What the exercise asks: Go through the listing and state how many lines hold the string "original". Nothing else is needed.
┌────────
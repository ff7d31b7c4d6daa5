//! # Boundary Reconstruction
//!
//! Rebuilds each tokenizer-emitted sentence as a normalized string and
//! locates its byte offsets in the original text. Tokenizers normalize
//! whitespace, so the re-joined sentence rarely equals the original
//! substring; location works by anchoring on the first and last token of
//! the sentence inside a bounded window instead of exact matching.

use tracing::debug;

use crate::align::floor_char_boundary;
use crate::tokenize::SentenceTokenizer;
use crate::types::SentenceBoundary;

/// Default slack, in bytes, for the anchor-search window and drift retry.
pub const DEFAULT_BUFFER: usize = 15;

/// Placeholder substituted for literal tabs before tokenization.
///
/// Tokenizers treat all whitespace identically, which merges tab-separated
/// columns (letterhead signature blocks) into one sentence. The run of
/// bangs tokenizes as its own sentence-terminal token, forcing a split; it
/// is stripped again during reconstruction.
pub(crate) const TAB_PLACEHOLDER: &str = "!!!";

/// Locates tokenizer-emitted sentences in the original text.
#[derive(Debug, Clone)]
pub struct BoundaryReconstructor {
    buffer: usize,
}

impl Default for BoundaryReconstructor {
    fn default() -> Self {
        Self::new()
    }
}

impl BoundaryReconstructor {
    /// Creates a reconstructor with the default buffer.
    pub fn new() -> Self {
        Self::with_buffer(DEFAULT_BUFFER)
    }

    /// Creates a reconstructor with an explicit anchor-search buffer.
    pub fn with_buffer(buffer: usize) -> Self {
        Self { buffer }
    }

    /// Tokenizes `text` and returns one located boundary per sentence, in
    /// order, covering the whole text.
    ///
    /// Identical input and buffer always yield identical offsets; the
    /// search is deterministic.
    pub fn reconstruct(
        &self,
        tokenizer: &dyn SentenceTokenizer,
        text: &str,
    ) -> Vec<SentenceBoundary> {
        let sentences = tokenizer.tokenize(&text.replace('\t', TAB_PLACEHOLDER));

        let mut boundaries: Vec<SentenceBoundary> = Vec::with_capacity(sentences.len());
        let mut offset = 0usize;
        let mut prev_end = 0usize;
        for tokens in sentences {
            let mut normalized = String::new();
            for token in &tokens {
                normalized.push_str(&token.text.replace(TAB_PLACEHOLDER, ""));
                if token.space_after && !token.last_in_sentence {
                    normalized.push(' ');
                }
            }

            let (mut start, mut end) = self.locate(text, &normalized, offset);
            if start > prev_end + self.buffer {
                // A prior partial match drifted the cursor too far forward;
                // retry from just before the previous sentence's end.
                let retry = floor_char_boundary(text, prev_end.saturating_sub(self.buffer));
                (start, end) = self.locate(text, &normalized, retry);
            }
            prev_end = end;

            debug!(start, end, sentence = %normalized, "located sentence boundary");
            boundaries.push(SentenceBoundary::new(normalized, start, end));
            offset = end;
        }

        if boundaries.len() > 1 {
            self.repair(text, &mut boundaries);
        }
        boundaries
    }

    /// Two-anchor bounded search for `sentence` in `text` at or after
    /// `offset`.
    ///
    /// Returns `(offset, offset)` when the sentence is empty or its first
    /// token cannot be found — a failed match for the repair pass. A
    /// missing *last* token is not a failure; the end falls back to the
    /// expected sentence length.
    fn locate(&self, text: &str, sentence: &str, offset: usize) -> (usize, usize) {
        let offset = floor_char_boundary(text, offset);
        let anchors: Vec<&str> = sentence.split(' ').filter(|t| !t.is_empty()).collect();
        let Some(&first) = anchors.first() else {
            return (offset, offset);
        };
        let last = anchors[anchors.len() - 1];

        let Some(start) = find_from(text, first, offset) else {
            return (offset, offset);
        };

        let expected_length = sentence.len();
        let search_end = (start + expected_length + self.buffer).min(text.len());

        // Greedy-latest: keep the rightmost occurrence of the last anchor
        // that still fits inside the window.
        let mut cursor = start;
        let mut last_hit = None;
        while cursor < search_end {
            match find_from(text, last, cursor) {
                Some(pos) if pos + last.len() <= search_end => {
                    last_hit = Some(pos);
                    cursor = pos + last.len();
                }
                _ => break,
            }
        }

        let end = match last_hit {
            Some(pos) => pos + last.len(),
            None => floor_char_boundary(text, (start + expected_length).min(text.len())),
        };
        (start, end)
    }

    /// Spreads a plausible shared window across each maximal run of failed
    /// (zero-width) boundaries so downstream span search still has a region
    /// to work with.
    fn repair(&self, text: &str, boundaries: &mut [SentenceBoundary]) {
        let mut idx = 0;
        while idx < boundaries.len() {
            if !boundaries[idx].is_empty() {
                idx += 1;
                continue;
            }

            let run_start = idx;
            let mut run_end = idx;
            while run_end + 1 < boundaries.len() && boundaries[run_end + 1].is_empty() {
                run_end += 1;
            }
            debug!(run_start, run_end, "repairing unmatched sentence run");

            if run_start > 0 {
                let new_start = floor_char_boundary(
                    text,
                    boundaries[run_start - 1].end.saturating_sub(self.buffer),
                );
                for boundary in &mut boundaries[run_start..=run_end] {
                    boundary.start = new_start;
                }
            }
            if run_end + 1 < boundaries.len() {
                let new_end = floor_char_boundary(
                    text,
                    boundaries[run_end + 1].start.saturating_sub(1).min(text.len()),
                );
                for boundary in &mut boundaries[run_start..=run_end] {
                    boundary.end = new_end;
                }
            }
            idx = run_end + 1;
        }
    }
}

/// First occurrence of `needle` in `text` at or after `offset` (absolute).
fn find_from(text: &str, needle: &str, offset: usize) -> Option<usize> {
    text.get(offset..)
        .and_then(|tail| tail.find(needle))
        .map(|pos| pos + offset)
}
└────────
Task output: 3